The detractors case isn’t any stronger. They claim that Morwood and Brown have only the one skull and fragmentary pieces to go by, well they have only one skull to go by.
My question to them would be: Is it impossible that a inherited genetic TRAIT that is characterized by a smaller than normal brain and head size should have characteristics similar to a genetic DISORDER characterized by a smaller than normal brain and head size.
It seems to me that there can only be so many ways the head and brain could be reduced in size and still be recognizably hominid and functional.
Well, those are my thoughts on the subject.
Great story! Loren keep them coming. The more that is printed and reported is all good for the crypto interest.
hey, at least they are finding more than just one tooth or a rib of just one of these. How many of our “ancestors” taught in school was found with complete, or almost complete skull?
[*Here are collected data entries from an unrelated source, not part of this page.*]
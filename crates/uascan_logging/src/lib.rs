//! Shared logging setup for UA Scan binaries.

use anyhow::{Context, Result};
use std::fs::{self, File, OpenOptions};
use std::io::{self, Write};
use std::path::{Path, PathBuf};
use std::sync::{Arc, Mutex};
use tracing_subscriber::{layer::SubscriberExt, util::SubscriberInitExt, EnvFilter, Layer};

const DEFAULT_LOG_FILTER: &str = "uascan=info,uascan_scanner=info,uascan_backend=info";
const VERBOSE_LOG_FILTER: &str = "uascan=debug,uascan_scanner=debug,uascan_backend=debug";
const MAX_LOG_FILES: usize = 5;
const MAX_LOG_FILE_SIZE: u64 = 10 * 1024 * 1024;

/// Logging configuration for a UA Scan process.
pub struct LogConfig<'a> {
    pub app_name: &'a str,
    /// Lower the default filter to debug (ignored when `RUST_LOG` is set)
    pub verbose: bool,
    /// Also write size-rotated log files into this directory
    pub log_dir: Option<PathBuf>,
}

/// Initialize tracing with stderr output and an optional rotating file writer.
pub fn init_logging(config: LogConfig<'_>) -> Result<()> {
    let file_layer = match config.log_dir.as_deref() {
        Some(dir) => {
            let writer = RotatingWriter::open(dir, config.app_name)
                .with_context(|| format!("Failed to open log file in {}", dir.display()))?;
            Some(
                tracing_subscriber::fmt::layer()
                    .with_writer(writer)
                    .with_ansi(false)
                    .with_filter(build_filter(config.verbose)),
            )
        }
        None => None,
    };

    tracing_subscriber::registry()
        .with(file_layer)
        .with(
            tracing_subscriber::fmt::layer()
                .with_writer(std::io::stderr)
                .with_filter(build_filter(config.verbose)),
        )
        .try_init()
        .context("Failed to install tracing subscriber")?;

    Ok(())
}

fn build_filter(verbose: bool) -> EnvFilter {
    EnvFilter::try_from_default_env().unwrap_or_else(|_| {
        EnvFilter::new(if verbose {
            VERBOSE_LOG_FILTER
        } else {
            DEFAULT_LOG_FILTER
        })
    })
}

/// Size-bounded log file: `<name>.log`, rotated into `<name>.log.1` .. `<name>.log.N`.
struct RotatingFile {
    dir: PathBuf,
    base_name: String,
    max_files: usize,
    max_size: u64,
    file: Option<File>,
    written: u64,
}

impl RotatingFile {
    fn open(dir: &Path, base_name: &str, max_files: usize, max_size: u64) -> io::Result<Self> {
        fs::create_dir_all(dir)?;
        let mut rotating = Self {
            dir: dir.to_path_buf(),
            base_name: sanitize_name(base_name),
            max_files: max_files.max(1),
            max_size,
            file: None,
            written: 0,
        };
        rotating.reopen()?;
        if rotating.written > rotating.max_size {
            rotating.rotate()?;
        }
        Ok(rotating)
    }

    fn active_path(&self) -> PathBuf {
        self.dir.join(format!("{}.log", self.base_name))
    }

    fn archived_path(&self, index: usize) -> PathBuf {
        self.dir.join(format!("{}.log.{}", self.base_name, index))
    }

    fn reopen(&mut self) -> io::Result<()> {
        let file = OpenOptions::new()
            .create(true)
            .append(true)
            .open(self.active_path())?;
        self.written = file.metadata()?.len();
        self.file = Some(file);
        Ok(())
    }

    fn rotate(&mut self) -> io::Result<()> {
        if let Some(mut file) = self.file.take() {
            let _ = file.flush();
        }

        let keep = self.max_files.saturating_sub(1);
        if keep > 0 {
            let oldest = self.archived_path(keep);
            if oldest.exists() {
                fs::remove_file(&oldest)?;
            }
            for idx in (1..keep).rev() {
                let src = self.archived_path(idx);
                if src.exists() {
                    fs::rename(&src, self.archived_path(idx + 1))?;
                }
            }
            let active = self.active_path();
            if active.exists() {
                fs::rename(active, self.archived_path(1))?;
            }
        } else {
            // Single-file mode: truncate in place.
            File::create(self.active_path())?;
        }

        self.reopen()
    }

    fn write_bytes(&mut self, buf: &[u8]) -> io::Result<usize> {
        if self.written + buf.len() as u64 > self.max_size {
            self.rotate()?;
        }
        let file = self
            .file
            .as_mut()
            .ok_or_else(|| io::Error::new(io::ErrorKind::Other, "log file unavailable"))?;
        let n = file.write(buf)?;
        self.written += n as u64;
        Ok(n)
    }

    fn flush_file(&mut self) -> io::Result<()> {
        match self.file.as_mut() {
            Some(file) => file.flush(),
            None => Ok(()),
        }
    }
}

/// Cloneable handle handed to `tracing_subscriber` as a `MakeWriter`.
#[derive(Clone)]
struct RotatingWriter {
    inner: Arc<Mutex<RotatingFile>>,
}

impl RotatingWriter {
    fn open(dir: &Path, app_name: &str) -> io::Result<Self> {
        Self::with_limits(dir, app_name, MAX_LOG_FILES, MAX_LOG_FILE_SIZE)
    }

    fn with_limits(
        dir: &Path,
        app_name: &str,
        max_files: usize,
        max_size: u64,
    ) -> io::Result<Self> {
        let file = RotatingFile::open(dir, app_name, max_files, max_size)?;
        Ok(Self {
            inner: Arc::new(Mutex::new(file)),
        })
    }

    fn lock(&self) -> io::Result<std::sync::MutexGuard<'_, RotatingFile>> {
        self.inner
            .lock()
            .map_err(|_| io::Error::new(io::ErrorKind::Other, "log writer lock poisoned"))
    }
}

impl Write for RotatingWriter {
    fn write(&mut self, buf: &[u8]) -> io::Result<usize> {
        self.lock()?.write_bytes(buf)
    }

    fn flush(&mut self) -> io::Result<()> {
        self.lock()?.flush_file()
    }
}

impl<'a> tracing_subscriber::fmt::MakeWriter<'a> for RotatingWriter {
    type Writer = RotatingWriter;

    fn make_writer(&'a self) -> Self::Writer {
        self.clone()
    }
}

fn sanitize_name(name: &str) -> String {
    name.chars()
        .map(|ch| {
            if ch.is_ascii_alphanumeric() || ch == '-' || ch == '_' {
                ch
            } else {
                '_'
            }
        })
        .collect()
}

#[cfg(test)]
mod tests {
    use super::*;
    use tempfile::TempDir;

    #[test]
    fn test_sanitize_name() {
        assert_eq!(sanitize_name("uascan"), "uascan");
        assert_eq!(sanitize_name("ua scan/1"), "ua_scan_1");
    }

    #[test]
    fn test_rotation_keeps_bounded_history() {
        let temp = TempDir::new().unwrap();
        let mut writer = RotatingWriter::with_limits(temp.path(), "uascan", 3, 16).unwrap();

        for _ in 0..10 {
            writer.write_all(b"0123456789\n").unwrap();
        }
        writer.flush().unwrap();

        assert!(temp.path().join("uascan.log").exists());
        assert!(temp.path().join("uascan.log.1").exists());
        assert!(temp.path().join("uascan.log.2").exists());
        assert!(!temp.path().join("uascan.log.3").exists());
    }

    #[test]
    fn test_appends_to_existing_file() {
        let temp = TempDir::new().unwrap();
        {
            let mut writer = RotatingWriter::with_limits(temp.path(), "svc", 2, 1024).unwrap();
            writer.write_all(b"first\n").unwrap();
        }
        let mut writer = RotatingWriter::with_limits(temp.path(), "svc", 2, 1024).unwrap();
        writer.write_all(b"second\n").unwrap();
        writer.flush().unwrap();

        let content = fs::read_to_string(temp.path().join("svc.log")).unwrap();
        assert_eq!(content, "first\nsecond\n");
    }
}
I know that Nebraska man was proven false well before I entered school (a decade or so ago) and in biology in high school they were still teaching him as fact. Oh, guess what was found that he was thought up from…a pig’s tooth. I give Peter Brown and his group applause for at least looking for more than a tooth, part of a jaw bone or another body part that even the best in the field has to go, “What the hell were you thinking?”